(Records provided):
↓↓↓
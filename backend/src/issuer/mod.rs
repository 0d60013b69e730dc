//! Credit Issuer
//!
//! Sells credits for a fixed external payment.
//!
//! # Purchase Flow
//!
//! ```text
//! buyer --(payment == unit_price)--> Issuer.buy
//!                                       |  bonus  = balance_of(buyer)   (read BEFORE minting)
//!                                       |  minted = base_issuance + bonus
//!                                       v
//!                              CreditLedger.mint(buyer, minted)
//! ```
//!
//! Because the bonus is the balance before the mint, repeated purchases
//! compound: `B[n] = 2 * B[n-1] + base`. With base 1 a fresh account goes
//! 1, 3, 7, 15, 31, ...
//!
//! # Critical Invariants
//!
//! - **Exact payment**: under- and over-payment are both rejected
//! - **Payment accounting**: `collected` == payments received − amounts withdrawn
//! - **Atomicity**: if the mint fails the payment is not counted

use crate::core::access::Custodian;
use crate::core::account::{Account, Amount};
use crate::core::errors::ErrorKind;
use crate::models::event::{Event, EventLog};
use crate::models::ledger::{CreditLedger, LedgerError};
use serde::{Deserialize, Serialize};
use thiserror::Error;
use tracing::{debug, warn};

/// Errors that can occur during issuer operations
#[derive(Debug, Error, Clone, PartialEq, Eq)]
pub enum IssuerError {
    #[error("Invalid ledger address")]
    InvalidLedger,

    #[error("Ledger address mismatch: expected {expected}, got {actual}")]
    LedgerMismatch { expected: Account, actual: Account },

    #[error("Must send exactly the token price: expected {expected}, received {received}")]
    InexactPayment { expected: Amount, received: Amount },

    #[error("Only custodian can call this")]
    NotCustodian { caller: Account },

    #[error("No funds to withdraw")]
    NothingToWithdraw,

    #[error("Arithmetic overflow")]
    Overflow,

    #[error(transparent)]
    Ledger(#[from] LedgerError),
}

impl IssuerError {
    pub fn kind(&self) -> ErrorKind {
        match self {
            IssuerError::InvalidLedger
            | IssuerError::LedgerMismatch { .. }
            | IssuerError::Overflow => ErrorKind::Input,
            IssuerError::InexactPayment { .. } => ErrorKind::ExactPayment,
            IssuerError::NotCustodian { .. } => ErrorKind::Authorization,
            IssuerError::NothingToWithdraw => ErrorKind::State,
            IssuerError::Ledger(e) => e.kind(),
        }
    }
}

/// Funds released by `withdraw`
#[derive(Debug, Clone, PartialEq, Eq, Serialize, Deserialize)]
pub struct Payout {
    pub to: Account,
    pub amount: Amount,
}

/// Credit issuer
///
/// # Example
/// ```
/// use waitlist_core_rs::{Account, CreditIssuer, CreditLedger, TokenMetadata};
///
/// let owner = Account::new("0x0wner");
/// let buyer = Account::new("0xb0b");
/// let mut ledger = CreditLedger::new(TokenMetadata::default());
/// let mut issuer = CreditIssuer::new(owner.clone(), ledger.address().clone(), 10, 1).unwrap();
/// ledger.set_issuer(&owner, issuer.address().clone()).unwrap();
///
/// assert_eq!(issuer.buy(&buyer, 10, &mut ledger).unwrap(), 1);
/// assert_eq!(issuer.buy(&buyer, 10, &mut ledger).unwrap(), 2);
/// assert_eq!(ledger.balance_of(&buyer), 3);
/// assert_eq!(issuer.collected(), 20);
/// ```
#[derive(Debug, Clone, PartialEq, Eq, Serialize, Deserialize)]
pub struct CreditIssuer {
    /// The issuer's own address (the ledger's minter)
    address: Account,

    /// Address of the ledger this issuer mints on
    ledger: Account,

    /// Exact payment accepted per purchase
    unit_price: Amount,

    /// Credits minted per purchase before the bonus
    base_issuance: Amount,

    /// Payments received and not yet withdrawn
    collected: Amount,

    custodian: Custodian,

    events: EventLog,
}

impl CreditIssuer {
    /// Create an issuer at a freshly generated address
    ///
    /// `custodian` is the deploying account; it alone may withdraw.
    pub fn new(
        custodian: Account,
        ledger: Account,
        unit_price: Amount,
        base_issuance: Amount,
    ) -> Result<Self, IssuerError> {
        Self::with_address(Account::generate(), custodian, ledger, unit_price, base_issuance)
    }

    /// Create an issuer at a given address
    pub fn with_address(
        address: Account,
        custodian: Account,
        ledger: Account,
        unit_price: Amount,
        base_issuance: Amount,
    ) -> Result<Self, IssuerError> {
        if ledger.is_null() {
            return Err(IssuerError::InvalidLedger);
        }

        Ok(Self {
            address,
            ledger,
            unit_price,
            base_issuance,
            collected: 0,
            custodian: Custodian::appoint(custodian),
            events: EventLog::new(),
        })
    }

    pub fn address(&self) -> &Account {
        &self.address
    }

    pub fn ledger(&self) -> &Account {
        &self.ledger
    }

    pub fn unit_price(&self) -> Amount {
        self.unit_price
    }

    pub fn base_issuance(&self) -> Amount {
        self.base_issuance
    }

    /// Accumulated payment awaiting withdrawal
    pub fn collected(&self) -> Amount {
        self.collected
    }

    pub fn custodian(&self) -> &Account {
        self.custodian.account()
    }

    pub fn events(&self) -> &EventLog {
        &self.events
    }

    /// Credits the next purchase by `buyer` would mint
    pub fn quote(&self, buyer: &Account, ledger: &CreditLedger) -> Result<Amount, IssuerError> {
        self.base_issuance
            .checked_add(ledger.balance_of(buyer))
            .ok_or(IssuerError::Overflow)
    }

    /// Sell credits to `caller` for exactly `unit_price`
    ///
    /// Returns the amount minted.
    pub fn buy(
        &mut self,
        caller: &Account,
        payment: Amount,
        ledger: &mut CreditLedger,
    ) -> Result<Amount, IssuerError> {
        self.check_ledger(ledger)?;
        if payment != self.unit_price {
            return Err(IssuerError::InexactPayment {
                expected: self.unit_price,
                received: payment,
            });
        }

        let minted = self.quote(caller, ledger)?;
        let collected = self
            .collected
            .checked_add(payment)
            .ok_or(IssuerError::Overflow)?;

        // Own bookkeeping first, then the call into the ledger
        let previous = std::mem::replace(&mut self.collected, collected);
        if let Err(err) = ledger.mint(&self.address, caller, minted) {
            self.collected = previous;
            return Err(err.into());
        }

        debug!(buyer = %caller, minted, collected, "credits purchased");
        self.events.log(Event::TokenPurchased {
            buyer: caller.clone(),
            amount: minted,
        });
        Ok(minted)
    }

    /// Release all accumulated payment to the custodian
    pub fn withdraw(&mut self, caller: &Account) -> Result<Payout, IssuerError> {
        if !self.custodian.is(caller) {
            warn!(%caller, "rejected withdraw from non-custodian");
            return Err(IssuerError::NotCustodian {
                caller: caller.clone(),
            });
        }
        if self.collected == 0 {
            return Err(IssuerError::NothingToWithdraw);
        }

        let amount = std::mem::take(&mut self.collected);
        let to = self.custodian.account().clone();

        debug!(custodian = %to, amount, "funds withdrawn");
        self.events.log(Event::FundsWithdrawn {
            custodian: to.clone(),
            amount,
        });
        Ok(Payout { to, amount })
    }

    fn check_ledger(&self, ledger: &CreditLedger) -> Result<(), IssuerError> {
        if ledger.address() != &self.ledger {
            return Err(IssuerError::LedgerMismatch {
                expected: self.ledger.clone(),
                actual: ledger.address().clone(),
            });
        }
        Ok(())
    }
}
↑↑↑
(Instructions for the task): After locating the line that contains "let previous = std::mem::replace(&mut", print that line and every one after it through the last line of the listing, exactly.

(Result of this exercise):
        let previous = std::mem::replace(&mut self.collected, collected);
        if let Err(err) = ledger.mint(&self.address, caller, minted) {
            self.collected = previous;
            return Err(err.into());
        }

        debug!(buyer = %caller, minted, collected, "credits purchased");
        self.events.log(Event::TokenPurchased {
            buyer: caller.clone(),
            amount: minted,
        });
        Ok(minted)
    }

    /// Release all accumulated payment to the custodian
    pub fn withdraw(&mut self, caller: &Account) -> Result<Payout, IssuerError> {
        if !self.custodian.is(caller) {
            warn!(%caller, "rejected withdraw from non-custodian");
            return Err(IssuerError::NotCustodian {
                caller: caller.clone(),
            });
        }
        if self.collected == 0 {
            return Err(IssuerError::NothingToWithdraw);
        }

        let amount = std::mem::take(&mut self.collected);
        let to = self.custodian.account().clone();

        debug!(custodian = %to, amount, "funds withdrawn");
        self.events.log(Event::FundsWithdrawn {
            custodian: to.clone(),
            amount,
        });
        Ok(Payout { to, amount })
    }

    fn check_ledger(&self, ledger: &CreditLedger) -> Result<(), IssuerError> {
        if ledger.address() != &self.ledger {
            return Err(IssuerError::LedgerMismatch {
                expected: self.ledger.clone(),
                actual: ledger.address().clone(),
            });
        }
        Ok(())
    }
}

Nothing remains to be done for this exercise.